Health

No Global Increase in Suicides During Early Months of COVID

Deaths from suicide either stayed the same or dropped in 21 high- and upper-middle-income countries, including a handful of American states, in the first few months of the COVID-19 pandemic compared with expected levels, according to an analysis of preliminary data.

In fact, in 12 countries or areas, there was statistical evidence of a decrease from what was expected based on pre-pandemic years, reported Jane Pirkis, PhD, director of the Centre for Mental Health at the University of Melbourne, and colleagues.

The 12 areas that saw a decrease in suicides were California, Illinois, and Texas in the U.S.; New South Wales, Australia; Alberta and British Columbia, Canada; Chile; Leipzig, Germany; Japan; New Zealand; South Korea; and Ecuador, they noted in Lancet Psychiatry.

As COVID-19 began to ravage the globe last year, clinicians and mental health experts worried that suicides would skyrocket as loved ones became ill or lost jobs and despair became widespread.

National efforts to support mental health interventions, fiscal programs that buffered loss of income, and other factors perhaps shielded some people from suicidal ideation, the authors noted.

“Communities might have actively tried to support at-risk individuals, people might have connected in new ways, and some relationships might have been strengthened by households spending more time with each other,” they wrote.

For the study, the researchers culled statistics from government sources and used an interrupted time-series analysis to model the trend in suicides each month before COVID-19 (Jan. 1, 2019 to March 31, 2020) in each area, comparing the expected number of suicides with the observed number of suicides in the early months of the pandemic (April 1 to July 31, 2020).

Countries or areas within countries were included if statistics on suicides were available by month and they had a population of at least 3 million residents.

In a sensitivity analysis, the authors inflated the numbers of suicides in each month of this period by 5%, to account for potentially delayed reporting, and found “little difference,” with only two areas — New Jersey and Puerto Rico — showing evidence of increased suicides not found in the primary analysis.

For the U.S., Pirkis and colleagues compared observed versus expected suicide occurrences in five states.
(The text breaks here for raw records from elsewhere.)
//! Device and group registry
//!
//! Devices are created from advertisements or status messages and are never
//! removed, only marked absent. Group membership is derived: a device's
//! assigned group plus confirmed-membership sets keyed by group id.

use crate::address::{is_group, HardwareAddress};
use crate::events::StatusEvent;
use crate::model::device::{Device, LinkStatus};
use crate::model::group::Group;
use crate::scan::AdvertisementRecord;
use parking_lot::RwLock;
use std::collections::{BTreeMap, BTreeSet, HashMap};
use std::sync::Arc;
use tokio::time::Instant;
use tracing::{debug, info, warn};

/// Records are slots in `devices` and are never removed. Advertised devices
/// are indexed by hardware address; every record is indexed by unicast, and
/// one unicast may map to several records when derived addresses collide.
#[derive(Debug, Default)]
struct RegistryState {
    devices: Vec<Device>,
    by_hardware: HashMap<HardwareAddress, usize>,
    by_unicast: BTreeMap<u16, Vec<usize>>,
    groups: BTreeMap<u16, Group>,
    confirmed: HashMap<u16, BTreeSet<u16>>,
    active_discovery: Option<(u16, Instant)>,
}

impl RegistryState {
    fn slots(&self, unicast: u16) -> Vec<usize> {
        self.by_unicast.get(&unicast).cloned().unwrap_or_default()
    }

    fn insert(&mut self, device: Device) -> usize {
        let slot = self.devices.len();
        if let Some(hardware) = device.hardware {
            self.by_hardware.insert(hardware, slot);
        }
        self.by_unicast.entry(device.unicast).or_default().push(slot);
        self.devices.push(device);
        slot
    }

    /// Records for `unicast`, creating a mesh-only one when none exists
    fn slots_or_insert(&mut self, unicast: u16) -> Vec<usize> {
        let slots = self.slots(unicast);
        if slots.is_empty() {
            vec![self.insert(Device::from_unicast(unicast))]
        } else {
            slots
        }
    }

    /// Slot for an advertised hardware address. A mesh-only record with the
    /// same unicast adopts the address; otherwise a new record is created.
    fn slot_for_hardware(&mut self, hardware: HardwareAddress) -> usize {
        if let Some(slot) = self.by_hardware.get(&hardware) {
            return *slot;
        }
        let unicast = hardware.unicast();
        let slots = self.slots(unicast);
        if let Some(slot) = slots
            .iter()
            .copied()
            .find(|s| self.devices[*s].hardware.is_none())
        {
            self.devices[slot].hardware = Some(hardware);
            self.by_hardware.insert(hardware, slot);
            return slot;
        }
        if let Some(other) = slots.iter().find_map(|s| self.devices[*s].hardware) {
            warn!(
                "Unicast collision: {} and {} both derive 0x{:04X}",
                other, hardware, unicast
            );
        } else {
            debug!("New device {} -> 0x{:04X}", hardware, unicast);
        }
        self.insert(Device::from_hardware(hardware))
    }

    fn confirm(&mut self, group: u16, unicast: u16) -> bool {
        self.groups.entry(group).or_insert_with(|| Group::new(group));
        let inserted = self.confirmed.entry(group).or_default().insert(unicast);
        for slot in self.slots(unicast) {
            let device = &mut self.devices[slot];
            if device.group.is_none() {
                device.group = Some(group);
            }
        }
        inserted
    }
}

/// Shared device/group model
#[derive(Clone, Default)]
pub struct DeviceRegistry {
    state: Arc<RwLock<RegistryState>>,
}

impl DeviceRegistry {
    pub fn new() -> Self {
        Self::default()
    }

    /// Merge an advertisement. Returns the device's unicast address.
    ///
    /// An absent device only comes back when the record is newer than the
    /// last advertisement merged for it.
    pub fn upsert_advertisement(&self, record: &AdvertisementRecord) -> u16 {
        let mut state = self.state.write();
        let slot = state.slot_for_hardware(record.address);
        let device = &mut state.devices[slot];
        let fresh = match (record.last_seen, device.last_advertised) {
            (Some(heard), Some(previous)) => heard > previous,
            _ => true,
        };
        if let Some(heard) = record.last_seen {
            if fresh {
                device.last_advertised = Some(heard);
            }
        }
        device.rssi = Some(record.rssi);
        device.proxy_capable |= record.is_proxy_capable();
        if let Some(level) = record.battery_hint() {
            device.battery = Some(level);
        }
        if record.local_name.is_some() {
            device.name = record.local_name.clone();
        }
        if device.link == LinkStatus::Absent && fresh {
            device.link = LinkStatus::Connected;
        }
        device.touch();
        device.unicast
    }

    /// Apply a status report to every record with the source unicast. While
    /// a group discovery window is active the source is confirmed as a
    /// member of that group.
    pub fn apply_status(&self, event: &StatusEvent) {
        let mut state = self.state.write();
        for slot in state.slots_or_insert(event.source) {
            let device = &mut state.devices[slot];
            device.state = Some(event.target_state.unwrap_or(event.state));
            device.last_seen = Some(event.at);
        }

        if let Some((group, deadline)) = state.active_discovery {
            if event.at <= deadline && state.confirm(group, event.source) {
                debug!(
                    "0x{:04X} confirmed in group 0x{:04X} by status",
                    event.source, group
                );
            }
        }
    }

    /// Ensure a group record exists. Returns true when it was created.
    pub fn ensure_group(&self, id: u16) -> bool {
        if !is_group(id) {
            return false;
        }
        let mut state = self.state.write();
        if state.groups.contains_key(&id) {
            return false;
        }
        info!("Group 0x{:04X} created", id);
        state.groups.insert(id, Group::new(id));
        true
    }

    /// Assign every device with `unicast` to a group, creating records as
    /// needed
    pub fn assign_group(&self, unicast: u16, group: u16) {
        let mut state = self.state.write();
        state.groups.entry(group).or_insert_with(|| Group::new(group));
        for slot in state.slots_or_insert(unicast) {
            state.devices[slot].group = Some(group);
        }
    }

    /// Record confirmed membership; unassigned devices adopt the group
    pub fn confirm_member(&self, group: u16, unicast: u16) -> bool {
        self.state.write().confirm(group, unicast)
    }

    pub fn confirmed_members(&self, group: u16) -> Vec<u16> {
        self.state
            .read()
            .confirmed
            .get(&group)
            .map(|set| set.iter().copied().collect())
            .unwrap_or_default()
    }

    /// Devices assigned to or confirmed in `group`
    pub fn members_of(&self, group: u16) -> Vec<Device> {
        let state = self.state.read();
        let confirmed = state.confirmed.get(&group);
        let mut members: Vec<Device> = state
            .devices
            .iter()
            .filter(|d| {
                d.group == Some(group) || confirmed.map_or(false, |c| c.contains(&d.unicast))
            })
            .cloned()
            .collect();
        members.sort_by_key(|d| d.unicast);
        members
    }

    /// Set the group whose statuses count as membership until `deadline`
    pub fn begin_group_discovery(&self, group: u16, deadline: Instant) {
        self.state.write().active_discovery = Some((group, deadline));
    }

    pub fn end_group_discovery(&self) {
        self.state.write().active_discovery = None;
    }

    pub fn active_discovery_group(&self) -> Option<u16> {
        self.state.read().active_discovery.map(|(g, _)| g)
    }

    /// First record known under `unicast`
    pub fn device(&self, unicast: u16) -> Option<Device> {
        let state = self.state.read();
        state
            .by_unicast
            .get(&unicast)
            .and_then(|slots| slots.first())
            .map(|slot| state.devices[*slot].clone())
    }

    /// Every record known under `unicast`; more than one on a collision
    pub fn devices_with_unicast(&self, unicast: u16) -> Vec<Device> {
        let state = self.state.read();
        state
            .slots(unicast)
            .into_iter()
            .map(|slot| state.devices[slot].clone())
            .collect()
    }

    pub fn device_by_hardware(&self, hardware: &HardwareAddress) -> Option<Device> {
        let state = self.state.read();
        state
            .by_hardware
            .get(hardware)
            .map(|slot| state.devices[*slot].clone())
    }

    /// All devices ordered by unicast, then by first sighting
    pub fn devices(&self) -> Vec<Device> {
        let state = self.state.read();
        state
            .by_unicast
            .values()
            .flatten()
            .map(|slot| state.devices[*slot].clone())
            .collect()
    }

    pub fn groups(&self) -> Vec<Group> {
        self.state.read().groups.values().cloned().collect()
    }

    pub fn group_ids(&self) -> Vec<u16> {
        self.state.read().groups.keys().copied().collect()
    }

    pub fn set_link(&self, hardware: &HardwareAddress, link: LinkStatus) {
        let mut state = self.state.write();
        if let Some(slot) = state.by_hardware.get(hardware).copied() {
            state.devices[slot].link = link;
        }
    }

    /// Mark advertised devices missing from `seen` as absent. The connected
    /// proxy and mesh-only records are left alone.
    pub fn mark_absent_except(&self, seen: &[HardwareAddress]) -> usize {
        let mut state = self.state.write();
        let mut marked = 0;
        for device in state.devices.iter_mut() {
            let Some(hardware) = device.hardware else {
                continue;
            };
            if !seen.contains(&hardware)
                && device.link != LinkStatus::Ready
                && device.link != LinkStatus::Absent
            {
                device.link = LinkStatus::Absent;
                marked += 1;
            }
        }
        if marked > 0 {
            debug!("{} device(s) no longer advertising", marked);
        }
        marked
    }

    pub fn len(&self) -> usize {
        self.state.read().devices.len()
    }

    pub fn is_empty(&self) -> bool {
        self.len() == 0
    }
}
In only one, New Jersey, did observed suicides noticeably outpace the number expected from past trends (389 vs 364).

This study is the first to look at suicide during the COVID-19 pandemic in multiple countries. For each of the countries included, the data were remarkably consistent.

However, Pirkis and team cautioned against complacency: We need to remain vigilant and be poised to respond if the situation changes as the longer-term mental health and economic effects of the pandemic unfold.”

In an accompanying comment, Stella Botchway, MPH, and Seena Fazel, BSc, MD, of the University of Oxford in England, suggested that the decline in suicides during these early months “is consistent with the observation that national crises can be associated with a protective effect against suicide, perhaps due to greater social cohesion.”

Nevertheless, they warned of a possible delayed impact. “Suicide can be a lagging indicator of psychosocial difficulties, influenced by medium-term and longer-term disruptions to civic life and the economy,” they wrote.

Other studies have shown an increase in suicides following an economic recession, and that increase can be sustained for several years, they added.

However, according to study co-author Mark Sinyor, MD, of the Hurvitz Brain Sciences Program at Sunnybrook Health Sciences Centre in Toronto, “this is not predestined.”

“If the right actions are taken, for example, governments provide or continue to provide financial safety nets, communities make efforts to promote social cohesion and togetherness once physical distancing is no longer required, and health systems offer timely access to high-quality mental healthcare, there is no reason why suicide rates have to increase and, in fact, it is possible that there could be ongoing reductions,” he told MedPage Today.

There were some limitations to the study. Suicide rates in low-income or lower-middle-income countries could not be captured, and these “account for 46% of the world’s suicides and might have been hit particularly hard by the pandemic.” Additionally, data collection in many countries may have been impeded by COVID-19 disruptions.

Disclosures

The study authors and editorialists reported no conflicts of interest.